**Activity:**
Answer with one number only: the count of lines below that hold the word "message".

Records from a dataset
▼
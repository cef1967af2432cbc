//! Error envelopes: localized JSON bodies and rendered error pages.

use std::sync::Arc;

use serde::Serialize;
use tracing::error;

use super::{Body, Response, status};
use crate::config::Config;
use crate::error::{CmsError, FieldErrors};
use crate::i18n::{LocalizeParams, Localizer};
use crate::theme::{TemplateRenderer, render_model};

/// JSON body of an error response.
#[derive(Debug, Clone, PartialEq, Eq, Serialize)]
pub struct ErrorBody {
    pub message: String,
    #[serde(skip_serializing_if = "Option::is_none")]
    pub cause: Option<String>,
    #[serde(skip_serializing_if = "Option::is_none")]
    pub errors: Option<FieldErrors>,
}

impl ErrorBody {
    /// Build the body for `err`.
    ///
    /// `message` is the translation of `{i18n_prefix}.{ErrorKey}`, or that
    /// key itself. `cause` is only exposed with `debug` and never for bad
    /// requests. `errors` is only present for bad requests.
    pub fn new(
        err: &CmsError,
        localizer: &(impl Localizer + ?Sized),
        i18n_prefix: &str,
        debug: bool,
        params: &LocalizeParams,
    ) -> Self {
        let key = format!("{}.{}", i18n_prefix, err.kind().key());
        let message = localizer.localize(&key, params).unwrap_or(key);

        let cause = if debug && !err.is_bad_request() {
            err.cause().map(str::to_string)
        } else {
            None
        };

        Self {
            message,
            cause,
            errors: err.field_errors().cloned(),
        }
    }
}

/// JSON error envelope for `err`, with the status from the error table.
pub fn error_response(
    err: &CmsError,
    localizer: &(impl Localizer + ?Sized),
    i18n_prefix: &str,
    debug: bool,
) -> Response {
    let body = ErrorBody::new(err, localizer, i18n_prefix, debug, &LocalizeParams::default());
    json_error(err, &body)
}

fn json_error(err: &CmsError, body: &ErrorBody) -> Response {
    match Body::json(body) {
        Ok(body) => status(err, body),
        Err(e) => {
            error!(error = %e, "failed to encode error body");
            status(err, Body::None)
        }
    }
}

/// HTML error envelope: `view` rendered with the error as its model.
///
/// A render failure is logged and replaced by a minimal page; the status
/// still comes from the error.
pub fn render_error_page(
    err: &CmsError,
    renderer: &(impl TemplateRenderer + ?Sized),
    view: &str,
) -> Response {
    match render_model(renderer, view, &err.to_model()) {
        Ok(html) => status(err, html),
        Err(e) => {
            error!(error = %e, view = %view, "failed to render error page");
            let code = err.status();
            status(
                err,
                format!(
                    r#"<!DOCTYPE html>
<html><head><title>Error</title></head>
<body><h1>{}</h1><p>{}</p></body></html>"#,
                    code.as_u16(),
                    html_escape(code.canonical_reason().unwrap_or("Error"))
                ),
            )
        }
    }
}

/// Error responses with a fixed localizer, key prefix and debug setting.
#[derive(Clone)]
pub struct ErrorResponder {
    localizer: Arc<dyn Localizer>,
    i18n_prefix: String,
    debug: bool,
}

impl ErrorResponder {
    pub fn new(localizer: Arc<dyn Localizer>, i18n_prefix: impl Into<String>, debug: bool) -> Self {
        Self {
            localizer,
            i18n_prefix: i18n_prefix.into(),
            debug,
        }
    }

    pub fn from_config(localizer: Arc<dyn Localizer>, config: &Config) -> Self {
        Self::new(localizer, config.i18n_prefix.clone(), config.debug_errors)
    }

    pub fn respond(&self, err: &CmsError) -> Response {
        self.respond_with(err, &LocalizeParams::default())
    }

    /// Like [`respond`](Self::respond), localizing with `params`.
    pub fn respond_with(&self, err: &CmsError, params: &LocalizeParams) -> Response {
        let body = ErrorBody::new(
            err,
            self.localizer.as_ref(),
            &self.i18n_prefix,
            self.debug,
            params,
        );
        json_error(err, &body)
    }
}

impl std::fmt::Debug for ErrorResponder {
    fn fmt(&self, f: &mut std::fmt::Formatter<'_>) -> std::fmt::Result {
        f.debug_struct("ErrorResponder")
            .field("i18n_prefix", &self.i18n_prefix)
            .field("debug", &self.debug)
            .finish()
    }
}

/// HTML-escape a string for safe output.
pub fn html_escape(s: &str) -> String {
    s.replace('&', "&amp;")
        .replace('<', "&lt;")
        .replace('>', "&gt;")
        .replace('"', "&quot;")
        .replace('\'', "&#x27;")
}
▲
**Written solution:**
4